Saved entries
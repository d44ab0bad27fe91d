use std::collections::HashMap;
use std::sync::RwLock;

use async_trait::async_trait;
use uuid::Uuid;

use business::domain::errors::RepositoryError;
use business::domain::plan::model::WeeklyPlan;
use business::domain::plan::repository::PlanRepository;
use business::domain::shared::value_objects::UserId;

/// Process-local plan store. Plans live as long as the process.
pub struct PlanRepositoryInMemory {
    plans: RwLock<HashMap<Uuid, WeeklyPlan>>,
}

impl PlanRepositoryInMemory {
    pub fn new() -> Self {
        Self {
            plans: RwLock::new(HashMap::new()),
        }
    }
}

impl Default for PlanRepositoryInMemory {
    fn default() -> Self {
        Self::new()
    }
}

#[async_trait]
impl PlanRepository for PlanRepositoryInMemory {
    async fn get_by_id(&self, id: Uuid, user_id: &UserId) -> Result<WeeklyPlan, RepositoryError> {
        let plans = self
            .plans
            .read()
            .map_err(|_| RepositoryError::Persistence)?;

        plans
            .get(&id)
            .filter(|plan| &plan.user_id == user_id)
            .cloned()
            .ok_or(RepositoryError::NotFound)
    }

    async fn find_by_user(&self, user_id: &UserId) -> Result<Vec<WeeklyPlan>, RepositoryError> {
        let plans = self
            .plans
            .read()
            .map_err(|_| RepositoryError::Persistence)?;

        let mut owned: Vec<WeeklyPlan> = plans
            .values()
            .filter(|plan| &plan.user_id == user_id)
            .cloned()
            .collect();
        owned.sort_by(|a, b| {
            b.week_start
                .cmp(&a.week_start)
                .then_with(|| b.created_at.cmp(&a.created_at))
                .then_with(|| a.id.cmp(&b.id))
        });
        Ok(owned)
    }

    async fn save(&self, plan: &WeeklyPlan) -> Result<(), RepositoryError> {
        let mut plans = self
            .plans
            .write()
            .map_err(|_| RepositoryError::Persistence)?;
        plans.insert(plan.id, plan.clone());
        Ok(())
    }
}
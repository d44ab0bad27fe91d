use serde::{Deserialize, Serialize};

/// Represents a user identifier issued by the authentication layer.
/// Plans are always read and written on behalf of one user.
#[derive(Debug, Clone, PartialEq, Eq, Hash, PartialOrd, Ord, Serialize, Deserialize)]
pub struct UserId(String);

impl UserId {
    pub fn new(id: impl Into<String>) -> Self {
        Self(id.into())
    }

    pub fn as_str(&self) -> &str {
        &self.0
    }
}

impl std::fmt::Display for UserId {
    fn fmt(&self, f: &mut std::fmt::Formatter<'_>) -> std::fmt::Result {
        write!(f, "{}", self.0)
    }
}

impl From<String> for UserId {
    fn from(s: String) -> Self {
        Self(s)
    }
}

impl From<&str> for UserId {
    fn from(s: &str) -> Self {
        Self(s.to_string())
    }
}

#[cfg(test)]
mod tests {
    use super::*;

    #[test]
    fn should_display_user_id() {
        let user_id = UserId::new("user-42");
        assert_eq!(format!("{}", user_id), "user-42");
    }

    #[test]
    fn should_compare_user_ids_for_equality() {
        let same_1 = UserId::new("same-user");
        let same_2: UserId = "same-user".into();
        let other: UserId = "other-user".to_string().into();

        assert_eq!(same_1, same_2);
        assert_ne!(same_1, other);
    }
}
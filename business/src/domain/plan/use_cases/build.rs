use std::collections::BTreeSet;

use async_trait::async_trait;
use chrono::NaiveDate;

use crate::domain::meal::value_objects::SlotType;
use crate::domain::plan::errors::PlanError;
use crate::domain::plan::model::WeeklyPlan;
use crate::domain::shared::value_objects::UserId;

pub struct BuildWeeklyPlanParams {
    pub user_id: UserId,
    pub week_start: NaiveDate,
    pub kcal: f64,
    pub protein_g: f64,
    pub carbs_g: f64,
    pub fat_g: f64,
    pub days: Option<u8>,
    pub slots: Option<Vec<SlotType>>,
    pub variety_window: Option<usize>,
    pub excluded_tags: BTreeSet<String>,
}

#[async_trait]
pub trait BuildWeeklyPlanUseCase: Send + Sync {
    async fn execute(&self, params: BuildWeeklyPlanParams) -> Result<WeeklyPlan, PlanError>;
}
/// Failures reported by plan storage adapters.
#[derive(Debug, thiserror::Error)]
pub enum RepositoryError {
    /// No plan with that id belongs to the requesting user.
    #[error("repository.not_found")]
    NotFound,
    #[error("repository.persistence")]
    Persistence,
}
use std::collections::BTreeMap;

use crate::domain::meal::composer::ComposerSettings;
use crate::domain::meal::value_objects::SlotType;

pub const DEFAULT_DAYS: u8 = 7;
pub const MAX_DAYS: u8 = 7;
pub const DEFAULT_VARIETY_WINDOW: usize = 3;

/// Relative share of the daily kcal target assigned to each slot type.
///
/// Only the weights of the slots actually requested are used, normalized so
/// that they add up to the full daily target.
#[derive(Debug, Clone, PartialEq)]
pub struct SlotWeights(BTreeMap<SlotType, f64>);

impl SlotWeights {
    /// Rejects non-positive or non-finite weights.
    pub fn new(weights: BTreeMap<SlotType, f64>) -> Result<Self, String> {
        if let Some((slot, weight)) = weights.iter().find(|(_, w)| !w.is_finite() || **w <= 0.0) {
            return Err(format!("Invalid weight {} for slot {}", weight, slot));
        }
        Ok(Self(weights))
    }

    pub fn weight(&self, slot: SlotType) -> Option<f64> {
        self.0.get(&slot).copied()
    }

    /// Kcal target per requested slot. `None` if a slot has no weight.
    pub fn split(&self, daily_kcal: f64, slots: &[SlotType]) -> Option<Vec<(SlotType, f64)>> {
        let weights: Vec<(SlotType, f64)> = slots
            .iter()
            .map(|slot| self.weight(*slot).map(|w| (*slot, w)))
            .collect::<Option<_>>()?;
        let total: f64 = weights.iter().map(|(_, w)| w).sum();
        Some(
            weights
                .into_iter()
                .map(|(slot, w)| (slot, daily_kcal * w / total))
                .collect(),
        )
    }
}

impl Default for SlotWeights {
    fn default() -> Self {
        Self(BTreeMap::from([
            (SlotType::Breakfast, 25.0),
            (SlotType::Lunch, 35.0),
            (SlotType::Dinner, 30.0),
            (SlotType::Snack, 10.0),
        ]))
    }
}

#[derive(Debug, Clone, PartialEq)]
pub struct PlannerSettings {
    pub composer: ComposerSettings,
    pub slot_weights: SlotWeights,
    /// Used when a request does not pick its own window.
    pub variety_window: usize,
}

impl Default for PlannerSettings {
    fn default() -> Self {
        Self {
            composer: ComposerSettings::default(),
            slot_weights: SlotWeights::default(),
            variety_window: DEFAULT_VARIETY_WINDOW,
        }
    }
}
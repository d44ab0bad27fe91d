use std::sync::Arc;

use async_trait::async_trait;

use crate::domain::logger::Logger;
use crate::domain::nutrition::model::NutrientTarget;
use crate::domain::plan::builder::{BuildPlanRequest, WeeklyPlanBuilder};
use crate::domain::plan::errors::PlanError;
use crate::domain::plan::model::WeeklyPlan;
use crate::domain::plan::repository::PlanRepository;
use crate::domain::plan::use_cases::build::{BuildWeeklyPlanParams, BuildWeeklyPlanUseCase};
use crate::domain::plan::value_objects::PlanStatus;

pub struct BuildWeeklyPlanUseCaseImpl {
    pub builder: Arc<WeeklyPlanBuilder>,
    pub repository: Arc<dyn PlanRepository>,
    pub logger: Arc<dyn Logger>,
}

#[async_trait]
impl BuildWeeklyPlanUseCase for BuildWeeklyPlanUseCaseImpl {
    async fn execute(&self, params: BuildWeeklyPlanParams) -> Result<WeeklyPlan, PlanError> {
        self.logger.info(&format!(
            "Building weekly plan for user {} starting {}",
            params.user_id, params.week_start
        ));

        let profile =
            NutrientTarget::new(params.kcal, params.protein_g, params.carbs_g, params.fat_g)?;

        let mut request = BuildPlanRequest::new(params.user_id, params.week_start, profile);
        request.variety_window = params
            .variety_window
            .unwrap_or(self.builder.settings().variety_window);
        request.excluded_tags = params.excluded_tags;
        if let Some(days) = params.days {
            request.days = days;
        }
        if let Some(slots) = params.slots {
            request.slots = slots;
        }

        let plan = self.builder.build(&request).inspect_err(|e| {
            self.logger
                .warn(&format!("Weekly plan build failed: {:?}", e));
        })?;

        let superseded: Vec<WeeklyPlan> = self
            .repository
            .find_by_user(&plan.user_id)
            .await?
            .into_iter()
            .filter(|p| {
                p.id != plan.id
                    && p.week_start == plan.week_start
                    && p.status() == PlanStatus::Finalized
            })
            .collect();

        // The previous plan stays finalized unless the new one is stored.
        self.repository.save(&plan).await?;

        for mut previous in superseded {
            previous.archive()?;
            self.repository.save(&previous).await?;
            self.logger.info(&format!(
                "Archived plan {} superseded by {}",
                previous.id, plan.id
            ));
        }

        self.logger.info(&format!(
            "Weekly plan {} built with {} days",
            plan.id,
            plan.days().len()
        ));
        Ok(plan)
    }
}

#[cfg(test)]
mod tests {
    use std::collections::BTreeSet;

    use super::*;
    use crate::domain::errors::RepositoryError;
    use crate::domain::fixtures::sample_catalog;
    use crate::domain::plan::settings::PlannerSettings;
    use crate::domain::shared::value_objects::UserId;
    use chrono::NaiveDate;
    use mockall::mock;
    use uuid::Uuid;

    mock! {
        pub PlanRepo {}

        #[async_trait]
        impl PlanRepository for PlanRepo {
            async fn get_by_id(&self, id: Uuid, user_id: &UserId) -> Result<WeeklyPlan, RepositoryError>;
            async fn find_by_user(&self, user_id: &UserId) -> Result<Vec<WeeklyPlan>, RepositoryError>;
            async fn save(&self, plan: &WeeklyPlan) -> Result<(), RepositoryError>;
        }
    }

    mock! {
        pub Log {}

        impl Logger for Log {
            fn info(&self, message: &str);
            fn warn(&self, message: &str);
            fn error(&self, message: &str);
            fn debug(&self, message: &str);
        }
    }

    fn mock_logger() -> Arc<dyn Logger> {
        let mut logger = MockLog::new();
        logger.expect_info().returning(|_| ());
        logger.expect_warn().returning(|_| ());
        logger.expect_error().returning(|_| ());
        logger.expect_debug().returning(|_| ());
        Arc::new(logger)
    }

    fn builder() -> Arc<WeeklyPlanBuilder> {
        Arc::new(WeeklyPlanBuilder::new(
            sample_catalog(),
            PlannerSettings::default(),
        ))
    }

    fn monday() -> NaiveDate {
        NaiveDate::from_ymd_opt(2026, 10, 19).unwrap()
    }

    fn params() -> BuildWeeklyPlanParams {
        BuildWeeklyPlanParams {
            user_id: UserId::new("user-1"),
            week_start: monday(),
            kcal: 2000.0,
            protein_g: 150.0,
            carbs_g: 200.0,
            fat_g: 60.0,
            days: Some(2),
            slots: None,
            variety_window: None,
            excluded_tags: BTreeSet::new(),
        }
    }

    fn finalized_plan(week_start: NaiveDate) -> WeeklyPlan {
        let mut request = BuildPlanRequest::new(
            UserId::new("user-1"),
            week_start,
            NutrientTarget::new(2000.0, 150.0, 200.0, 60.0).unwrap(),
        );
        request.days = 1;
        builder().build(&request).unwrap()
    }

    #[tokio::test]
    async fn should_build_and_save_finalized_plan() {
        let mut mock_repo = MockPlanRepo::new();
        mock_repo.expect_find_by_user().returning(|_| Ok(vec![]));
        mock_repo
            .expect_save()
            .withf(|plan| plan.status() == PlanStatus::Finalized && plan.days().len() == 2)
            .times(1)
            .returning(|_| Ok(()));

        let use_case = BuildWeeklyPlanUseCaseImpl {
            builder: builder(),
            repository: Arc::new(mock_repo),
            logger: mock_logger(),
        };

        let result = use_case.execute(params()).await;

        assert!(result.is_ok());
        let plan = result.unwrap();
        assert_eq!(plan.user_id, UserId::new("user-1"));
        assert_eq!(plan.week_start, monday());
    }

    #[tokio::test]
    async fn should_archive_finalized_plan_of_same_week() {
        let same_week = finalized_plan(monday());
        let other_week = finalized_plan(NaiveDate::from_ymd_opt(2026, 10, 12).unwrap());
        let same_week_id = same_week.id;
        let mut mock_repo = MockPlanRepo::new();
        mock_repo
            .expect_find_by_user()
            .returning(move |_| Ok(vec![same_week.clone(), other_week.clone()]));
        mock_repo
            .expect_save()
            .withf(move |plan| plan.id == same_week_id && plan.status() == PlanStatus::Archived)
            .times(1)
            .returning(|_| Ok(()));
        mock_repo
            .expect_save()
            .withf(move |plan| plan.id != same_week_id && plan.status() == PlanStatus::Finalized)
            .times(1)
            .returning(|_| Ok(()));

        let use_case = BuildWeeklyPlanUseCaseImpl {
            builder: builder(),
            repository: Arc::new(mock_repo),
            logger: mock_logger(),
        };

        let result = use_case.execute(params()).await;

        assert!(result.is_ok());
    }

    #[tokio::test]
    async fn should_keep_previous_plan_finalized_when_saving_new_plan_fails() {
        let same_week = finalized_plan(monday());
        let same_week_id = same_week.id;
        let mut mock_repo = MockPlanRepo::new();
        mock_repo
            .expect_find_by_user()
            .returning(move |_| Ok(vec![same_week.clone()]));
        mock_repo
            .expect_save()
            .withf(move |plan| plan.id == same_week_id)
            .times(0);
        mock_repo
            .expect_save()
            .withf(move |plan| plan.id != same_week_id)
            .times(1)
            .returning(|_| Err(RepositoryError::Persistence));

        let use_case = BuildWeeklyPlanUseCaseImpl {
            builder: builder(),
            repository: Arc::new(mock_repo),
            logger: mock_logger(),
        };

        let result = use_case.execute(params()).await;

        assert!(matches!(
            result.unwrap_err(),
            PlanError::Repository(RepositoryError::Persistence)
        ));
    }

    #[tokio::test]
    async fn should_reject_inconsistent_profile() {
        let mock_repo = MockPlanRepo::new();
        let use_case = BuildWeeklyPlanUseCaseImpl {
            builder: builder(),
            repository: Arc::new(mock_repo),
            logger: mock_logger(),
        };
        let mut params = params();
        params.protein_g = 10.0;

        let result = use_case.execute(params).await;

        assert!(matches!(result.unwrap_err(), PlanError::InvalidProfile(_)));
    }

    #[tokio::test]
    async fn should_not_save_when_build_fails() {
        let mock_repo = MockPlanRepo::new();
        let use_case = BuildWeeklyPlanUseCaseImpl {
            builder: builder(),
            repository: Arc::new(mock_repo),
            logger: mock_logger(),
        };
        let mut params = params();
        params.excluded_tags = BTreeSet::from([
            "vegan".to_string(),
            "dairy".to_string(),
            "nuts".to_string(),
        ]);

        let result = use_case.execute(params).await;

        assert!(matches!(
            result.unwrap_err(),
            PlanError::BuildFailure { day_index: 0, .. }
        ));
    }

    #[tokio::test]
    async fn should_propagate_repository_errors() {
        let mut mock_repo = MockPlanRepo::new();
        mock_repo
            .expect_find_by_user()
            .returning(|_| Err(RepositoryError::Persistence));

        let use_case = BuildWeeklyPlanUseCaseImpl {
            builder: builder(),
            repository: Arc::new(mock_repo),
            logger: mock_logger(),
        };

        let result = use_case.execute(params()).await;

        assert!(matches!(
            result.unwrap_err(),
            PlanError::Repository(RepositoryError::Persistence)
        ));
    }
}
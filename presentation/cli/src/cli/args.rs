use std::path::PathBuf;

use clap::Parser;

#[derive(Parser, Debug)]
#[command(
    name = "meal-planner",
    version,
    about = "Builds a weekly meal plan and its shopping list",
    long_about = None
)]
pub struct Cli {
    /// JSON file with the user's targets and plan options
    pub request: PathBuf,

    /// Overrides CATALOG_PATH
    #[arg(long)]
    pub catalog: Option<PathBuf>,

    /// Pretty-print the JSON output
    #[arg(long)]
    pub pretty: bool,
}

[PROBLEM TO SOLVE] Pull out all lines from the entries above in which the word "SlotType" appears.

[COMPLETED TASK]
use crate::domain::meal::value_objects::SlotType;
    pub slots: Option<Vec<SlotType>>,
use crate::domain::meal::value_objects::SlotType;
pub struct SlotWeights(BTreeMap<SlotType, f64>);
    pub fn new(weights: BTreeMap<SlotType, f64>) -> Result<Self, String> {
    pub fn weight(&self, slot: SlotType) -> Option<f64> {
    pub fn split(&self, daily_kcal: f64, slots: &[SlotType]) -> Option<Vec<(SlotType, f64)>> {
        let weights: Vec<(SlotType, f64)> = slots
            (SlotType::Breakfast, 25.0),
            (SlotType::Lunch, 35.0),
            (SlotType::Dinner, 30.0),
            (SlotType::Snack, 10.0),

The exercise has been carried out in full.